Given the success of the ODA in stimulating new drug development under otherwise unfavorable riskreturn odds, it is logical to apply a similar principle to CNS disease. In the same way that Congress considered incentives necessary to encourage pharmaceutical companies to develop drugs for diseases with relatively small patient populations, we believe that market exclusivity can be used to spur drug development that is currently hindered by high R&D costs specific to developing disease modifying treatments for neurodegenerative disease.
The Neurotechnology Industry Organization (NIO) believes that circumstances are currently ideal for new legislation, built a cornerstone of extended market exclusivity, which provides targeted incentives to developers of neurodegenerative-disease medicines. Many companies in our membership are well positioned to take immediate advantage of such an incentive, and are expected to develop compelling drug candidates that are currently shelved by development-cost considerations. From a federal-budget perspective, granting new market exclusivity is deficit-neutral, and therefore an attractive policy lever in the current fiscal climate. Finally, we note that this legislation will stimulate substantial new translational research on neurodegeneration, with the prospect of additional public-private collaborations to better understand biomarkers for these diseases. Such a development would sit squarely within what the FDA’s Center for Drug Evaluation and Regulation (CDER) has recently outlined as one of its seven 'regulatory science needs’: “We need to improve [the] selection or definition of study end points, especially in disease conditions such as chronic degenerative diseases for which end points for progression may not be clearly defined”.
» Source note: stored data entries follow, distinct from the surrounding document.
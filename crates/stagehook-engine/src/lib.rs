//! # stagehook-engine
//!
//! Lifecycle hook engine. Provides:
//!
//! - Two hook shapes: plain functions and stage-dispatching objects
//! - A build-time capability registry keyed by symbolic path
//! - An invocation adapter that gives both shapes one calling convention
//! - A sequential stage executor with per-declaration fatality rules

pub mod adapter;
pub mod capability;
pub mod error;
pub mod executor;
pub mod loader;
pub mod macros;
pub mod outcome;
pub mod prelude;

pub use adapter::Invocation;
pub use capability::{Capability, ClosureHook, HookCall, HookFunction, StageHook};
pub use error::{HookError, LoadError};
pub use executor::HookExecutor;
pub use loader::{CapabilityInfo, CapabilityLoader, CapabilityRegistry};
pub use outcome::{HookOutcome, HookRecord, OutcomeStatus, StageReport};
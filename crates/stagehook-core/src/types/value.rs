//! Helpers over `serde_json::Value` trees.

use serde_json::Value;

/// Returns whether a value counts as "truthy".
///
/// `null`, `false`, zero, the empty string, and empty sequences or mappings
/// are falsy. Everything else is truthy.
pub fn is_truthy(value: &Value) -> bool {
    match value {
        Value::Null => false,
        Value::Bool(b) => *b,
        Value::Number(n) => n.as_f64().is_some_and(|f| f != 0.0),
        Value::String(s) => !s.is_empty(),
        Value::Array(items) => !items.is_empty(),
        Value::Object(map) => !map.is_empty(),
    }
}

/// Finds a nested value by a dotted path (`a.b.c`).
///
/// Mapping segments are matched by key. Sequence segments are matched by
/// numeric index. An empty path returns the value itself.
pub fn find_path<'a>(value: &'a Value, path: &str) -> Option<&'a Value> {
    if path.is_empty() {
        return Some(value);
    }

    path.split('.').try_fold(value, |current, segment| match current {
        Value::Object(map) => map.get(segment),
        Value::Array(items) => segment.parse::<usize>().ok().and_then(|i| items.get(i)),
        _ => None,
    })
}
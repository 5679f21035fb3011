//! `default` lookup: a parameter value with a literal fallback.
//!
//! ```text
//! groups: ${default app_security_groups::sg-12345,sg-67890}
//! ```

use serde_json::Value;

use crate::error::LookupError;
use crate::handler::{LookupContext, LookupHandler};

/// Returns `parameters[name]` if set, otherwise the text after `::`.
#[derive(Debug, Clone, Copy, Default)]
pub struct DefaultLookup;

impl LookupHandler for DefaultLookup {
    fn name(&self) -> &'static str {
        "default"
    }

    fn handle(&self, query: &str, ctx: &LookupContext<'_>) -> Result<Value, LookupError> {
        let (name, fallback) = query.split_once("::").ok_or_else(|| LookupError::InvalidQuery {
            query: query.to_string(),
            reason: "must be in <name>::<default value> format".to_string(),
        })?;

        Ok(ctx
            .context
            .parameters
            .get(name)
            .cloned()
            .unwrap_or_else(|| Value::String(fallback.to_string())))
    }
}
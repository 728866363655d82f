//! Collation loader.
//!
//! Turns rows of strings into witnesses and per-level reading tallies.
//! Row layout: `row[0]` is the siglum, `row[1..]` are reading cells, and an
//! empty string is a gap. Every row must carry the same number of cells and
//! a siglum no earlier row uses, since link ids are scoped by siglum.

use std::collections::BTreeMap;

use crate::config::GraphConfig;
use crate::types::{LevelTally, Witness};

/// Error type for loading rows.
#[derive(Debug, Clone, PartialEq, Eq, thiserror::Error)]
pub enum LoadError {
    /// A row has no cells at all.
    #[error("Row {row} has no siglum")]
    MissingSiglum {
        /// 0-based row index.
        row: usize,
    },
    /// A row's cell count differs from the first row's.
    #[error("Row {row} has {found} reading cells, expected {expected}")]
    RaggedRow {
        /// 0-based row index.
        row: usize,
        /// Cell count of row 0.
        expected: usize,
        /// Cell count of this row.
        found: usize,
    },
    /// A row reuses the siglum of an earlier row.
    #[error("Row {row} repeats siglum {siglum:?} from row {first}")]
    DuplicateSiglum {
        /// 0-based row index.
        row: usize,
        /// Row that first used the siglum.
        first: usize,
        /// The repeated siglum.
        siglum: String,
    },
}

/// Loaded collation: witnesses plus distinct readings per level.
#[derive(Debug, Clone, Default, PartialEq, Eq)]
pub struct Collation {
    /// Witnesses in row order.
    pub witnesses: Vec<Witness>,
    /// One tally per level.
    pub levels: Vec<LevelTally>,
}

impl Collation {
    /// Number of levels (reading columns).
    pub fn level_count(&self) -> usize {
        self.levels.len()
    }

    /// Sigla in row order.
    pub fn sigla(&self) -> Vec<&str> {
        self.witnesses.iter().map(|w| w.siglum.as_str()).collect()
    }
}

/// Loads rows into a [`Collation`].
#[derive(Debug, Clone)]
pub struct CollationLoader<'a> {
    config: &'a GraphConfig,
}

impl<'a> CollationLoader<'a> {
    /// Create a loader using `config` for witness colours.
    pub fn new(config: &'a GraphConfig) -> Self {
        Self { config }
    }

    /// Load rows.
    ///
    /// An empty row list yields an empty collation.
    pub fn load<R, S>(&self, rows: R) -> Result<Collation, LoadError>
    where
        R: IntoIterator,
        R::Item: IntoIterator<Item = S>,
        S: Into<String>,
    {
        let mut witnesses: Vec<Witness> = Vec::new();
        let mut expected: Option<usize> = None;
        let mut seen: BTreeMap<String, usize> = BTreeMap::new();

        for (row, cells) in rows.into_iter().enumerate() {
            let mut cells = cells.into_iter().map(Into::<String>::into);
            let siglum = cells.next().ok_or(LoadError::MissingSiglum { row })?;
            if let Some(&first) = seen.get(&siglum) {
                return Err(LoadError::DuplicateSiglum { row, first, siglum });
            }
            seen.insert(siglum.clone(), row);
            let readings: Vec<Option<String>> = cells
                .map(|cell| if cell.is_empty() { None } else { Some(cell) })
                .collect();

            let width = *expected.get_or_insert(readings.len());
            if width != readings.len() {
                return Err(LoadError::RaggedRow {
                    row,
                    expected: width,
                    found: readings.len(),
                });
            }

            let colour = self.config.colour_for(row).to_string();
            witnesses.push(Witness::new(siglum, colour, readings));
        }

        let level_count = expected.unwrap_or(0);
        let mut levels = vec![LevelTally::new(); level_count];
        for (n, tally) in levels.iter_mut().enumerate() {
            for witness in &witnesses {
                if let Some(text) = witness.reading(n) {
                    tally.record(text);
                }
            }
        }

        tracing::debug!(
            witnesses = witnesses.len(),
            levels = level_count,
            "collation loaded"
        );

        Ok(Collation { witnesses, levels })
    }
}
NIO proposes to form a working group drawn from government, industry, academia and disease advocacy to develop a market-exclusivity incentive targeted specifically to neurodegenerative disease. While we believe that industry, as well as government funders and regulators will be broadly receptive to this effort, one of the main priorities of this discussion will be to structure this incentive in a way that addresses and pre-empts concerns about containing healthcare costs. The working group will ensure that whatever specific form of market exclusivity is eventually proposed is fairly structured, acceptable to health-care payers, and linked to a careful review of its intended effectiveness. Having defined a consensus framework for the legislation, our next goal will be to demonstrate to lawmakers the deep support for such an incentive the industry, and to make the case that adopting such legislation will have a
game-changing impact on US brain health as well as on economic development and job creation. Please join us as we take the first steps to enacting this important step to better brain heath for all Americans.